Granted, this also isn't to say that SEGA Eggman himself has had a perfect track record. The decade's worth of upstagings and backstabbings by other villains should be enough of a counterpoint to that claim, and I've also made it clear now and then that I take issue with certain games regarding what they do with the doc, no matter how revered they may be by other fans. Sonic Adventure 2, for instance. I praised the fake emerald scene, and I do sincerely believe that he has a number of other badass moments in that game, but because Shadow was playing him like a fool the whole time, I can't help but have a bitter taste in my mouth when I look at the bigger picture.

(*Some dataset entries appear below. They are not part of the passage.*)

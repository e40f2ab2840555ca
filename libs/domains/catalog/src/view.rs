//! Dashboard state: the in-memory catalog with its derived filtered view,
//! and the draft form with its error mapping.
//!
//! Nothing here is reactive. The filtered view is recomputed only by the
//! explicit calls below, so state transitions stay easy to follow and test.

use uuid::Uuid;

use crate::models::{DraftProduct, Product, ProductFilter};
use crate::validate::{validate_draft, FieldErrors};

/// The full catalog plus the currently displayed subset
#[derive(Debug, Clone, Default)]
pub struct CatalogView {
    catalog: Vec<Product>,
    filter: ProductFilter,
    filtered: Vec<Product>,
}

impl CatalogView {
    pub fn new() -> Self {
        Self::default()
    }

    /// Replace the catalog after a (re)fetch; the displayed view resets to
    /// the full collection
    pub fn set_catalog(&mut self, catalog: Vec<Product>) {
        self.filtered = catalog.clone();
        self.catalog = catalog;
    }

    /// Store a filter query and recompute the displayed view
    pub fn apply_filter(&mut self, filter: ProductFilter) {
        self.filtered = filter.apply(&self.catalog);
        self.filter = filter;
    }

    /// Clear all filter state and restore the full collection
    pub fn reset_filters(&mut self) {
        self.filter = ProductFilter::default();
        self.filtered = self.catalog.clone();
    }

    /// Insert a created product, or replace the entry with the same id
    /// after an update; the view is recomputed against the active filter
    pub fn upsert(&mut self, product: Product) {
        match self.catalog.iter_mut().find(|p| p.id == product.id) {
            Some(existing) => *existing = product,
            None => self.catalog.push(product),
        }
        self.recompute();
    }

    /// Drop a deleted product from the collection and the view
    pub fn remove(&mut self, id: Uuid) {
        self.catalog.retain(|p| p.id != id);
        self.recompute();
    }

    fn recompute(&mut self) {
        self.filtered = self.filter.apply(&self.catalog);
    }

    /// The full in-memory collection
    pub fn catalog(&self) -> &[Product] {
        &self.catalog
    }

    /// The currently displayed subset
    pub fn products(&self) -> &[Product] {
        &self.filtered
    }

    /// The active filter query
    pub fn filter(&self) -> &ProductFilter {
        &self.filter
    }
}

/// Add/edit form state: a draft plus the error mapping rendered next to it
#[derive(Debug, Clone, Default)]
pub struct ProductForm {
    pub draft: DraftProduct,
    errors: FieldErrors,
    editing: Option<Uuid>,
}

impl ProductForm {
    /// Blank add form (empty fields, available on)
    pub fn create() -> Self {
        Self::default()
    }

    /// Edit form preloaded with an existing product's values
    pub fn edit(product: &Product) -> Self {
        Self {
            draft: DraftProduct::from_product(product),
            errors: FieldErrors::default(),
            editing: Some(product.id),
        }
    }

    /// Id of the product being edited; `None` on the add form
    pub fn editing(&self) -> Option<Uuid> {
        self.editing
    }

    /// Run the validation engine over the draft, replacing any previous
    /// errors (including a stale backend message). True when submittable.
    pub fn validate(&mut self) -> bool {
        self.errors = validate_draft(&self.draft);
        self.errors.is_empty()
    }

    /// Merge the single message from a failed remote call so the form
    /// renders it alongside any field errors
    pub fn record_backend_error(&mut self, message: impl Into<String>) {
        self.errors.set_backend(message);
    }

    pub fn errors(&self) -> &FieldErrors {
        &self.errors
    }
}

#[cfg(test)]
mod tests {
    use super::*;
    use crate::models::AvailabilityFilter;
    use crate::validate::fields;

    fn product(name: &str, price: f64, category: &str, available: bool) -> Product {
        Product {
            id: Uuid::new_v4(),
            name: name.to_string(),
            price,
            category: category.to_string(),
            description: String::new(),
            available,
        }
    }

    fn seeded_view() -> CatalogView {
        let mut view = CatalogView::new();
        view.set_catalog(vec![
            product("Apple", 5.0, "Fruit", true),
            product("Juice", 10.0, "fruit juice", true),
            product("Hammer", 15.0, "Tools", false),
        ]);
        view
    }

    #[test]
    fn set_catalog_shows_everything() {
        let view = seeded_view();
        assert_eq!(view.products().len(), 3);
        assert_eq!(view.products(), view.catalog());
    }

    #[test]
    fn apply_then_reset_restores_full_collection() {
        let mut view = seeded_view();
        let full = view.catalog().to_vec();

        view.apply_filter(ProductFilter {
            min_price: Some(8.0),
            ..Default::default()
        });
        assert_eq!(view.products().len(), 2);

        view.apply_filter(ProductFilter {
            category: Some("fruit".to_string()),
            availability: AvailabilityFilter::Available,
            ..Default::default()
        });
        assert_eq!(view.products().len(), 2);

        view.reset_filters();
        assert_eq!(view.products(), full.as_slice());
        assert_eq!(view.filter(), &ProductFilter::default());
    }

    #[test]
    fn upsert_respects_the_active_filter() {
        let mut view = seeded_view();
        view.apply_filter(ProductFilter {
            category: Some("fruit".to_string()),
            ..Default::default()
        });
        assert_eq!(view.products().len(), 2);

        // new product outside the filter joins the catalog, not the view
        view.upsert(product("Saw", 20.0, "Tools", true));
        assert_eq!(view.catalog().len(), 4);
        assert_eq!(view.products().len(), 2);

        // updating an entry in place replaces rather than duplicates
        let mut updated = view.catalog()[0].clone();
        updated.price = 6.0;
        view.upsert(updated.clone());
        assert_eq!(view.catalog().len(), 4);
        assert_eq!(view.products()[0], updated);
    }

    #[test]
    fn remove_drops_from_catalog_and_view() {
        let mut view = seeded_view();
        let id = view.catalog()[1].id;
        view.remove(id);
        assert_eq!(view.catalog().len(), 2);
        assert!(view.products().iter().all(|p| p.id != id));
    }

    #[test]
    fn blank_form_defaults_to_available() {
        let form = ProductForm::create();
        assert!(form.draft.available);
        assert!(form.draft.name.is_empty());
        assert!(form.editing().is_none());
    }

    #[test]
    fn edit_form_loads_existing_values() {
        let existing = product("Apple", 5.0, "Fruit", false);
        let form = ProductForm::edit(&existing);
        assert_eq!(form.editing(), Some(existing.id));
        assert_eq!(form.draft.name, "Apple");
        assert_eq!(form.draft.price, "5");
        assert!(!form.draft.available);
    }

    #[test]
    fn validate_populates_and_clears_errors() {
        let mut form = ProductForm::create();
        assert!(!form.validate());
        assert!(form.errors().first(fields::NAME).is_some());

        form.draft.name = "Apple".to_string();
        form.draft.price = "5".to_string();
        form.draft.category = "Fruit".to_string();
        assert!(form.validate());
        assert!(form.errors().is_empty());
    }

    #[test]
    fn backend_error_is_cleared_by_the_next_validate() {
        let mut form = ProductForm::create();
        form.draft.name = "Apple".to_string();
        form.draft.price = "5".to_string();
        form.draft.category = "Fruit".to_string();
        assert!(form.validate());

        form.record_backend_error("An error occurred. Please try again.");
        assert!(form.errors().first(fields::BACKEND).is_some());

        assert!(form.validate());
        assert!(form.errors().is_empty());
    }
}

So close to greatness, yet so far...
So in that case, which game do I think has Eggman's best showing overall? That's not in any way an easy question, but lack of dialogue aside, I'm gonna go with Sonic 3 & Knuckles again, as the classic journey through the sights of Angel Island plays out in a way that highlights just how determined, ruthless, and underhanded he is with carrying out his mission to revive the Death Egg by any means necessary. Other games do win out in other areas - SA1 for how bastardly he is, Forces for how cunning he is, Colours for his hilarious announcements, CD for using the scenery to show the effects of his actions, Mania for not letting the other villain walk all over him - but for the purest essence of the doctor at his cartoony yet competent best, I'd say S3&K is a reasonable bet.
And when it comes to all his many traits, which one do I find the most special one of all? Well again, far from easy to answer, but I think the coolest aspect about him is also one of the most overlooked. Robotnik, despite whatever superhuman qualities he may occasionally unveil, is for all intents and purposes a regular guy with a big brain. This might make him appear unimpressive when compared to your average Final Fantasy villain and the like, but if anything, it paints him in a more flattering light than expected, because he doesn't even need to be on their level to still be on the radar. It's easy to be a big bad threat when you're an ancient demon or an almighty god-like being, and you only have to wave a hand to cause armageddon. But when you're just Some Guy™ going up against superpowered opponents, meaning you have to earn your threat level the hard way, and you prove to be a challenge every step of the way regardless, because you're just THAT much of a genius... that's fucking awesome, no other way to put it.
And you know what else is awesome? You may not like Eggman, and you don’t have to like him, but like it or not, he is directly and indirectly responsible for a vast majority of the coolest and most loved moments and aspects of this franchise.
The opening to Unleashed? Eggman set up the scene.
Shadow running around and continuing to be part of the franchise? Eggman released him.
Blaze getting involved with Sonic’s world and continuing to be part of the franchise? Eggman’s half-responsible for that.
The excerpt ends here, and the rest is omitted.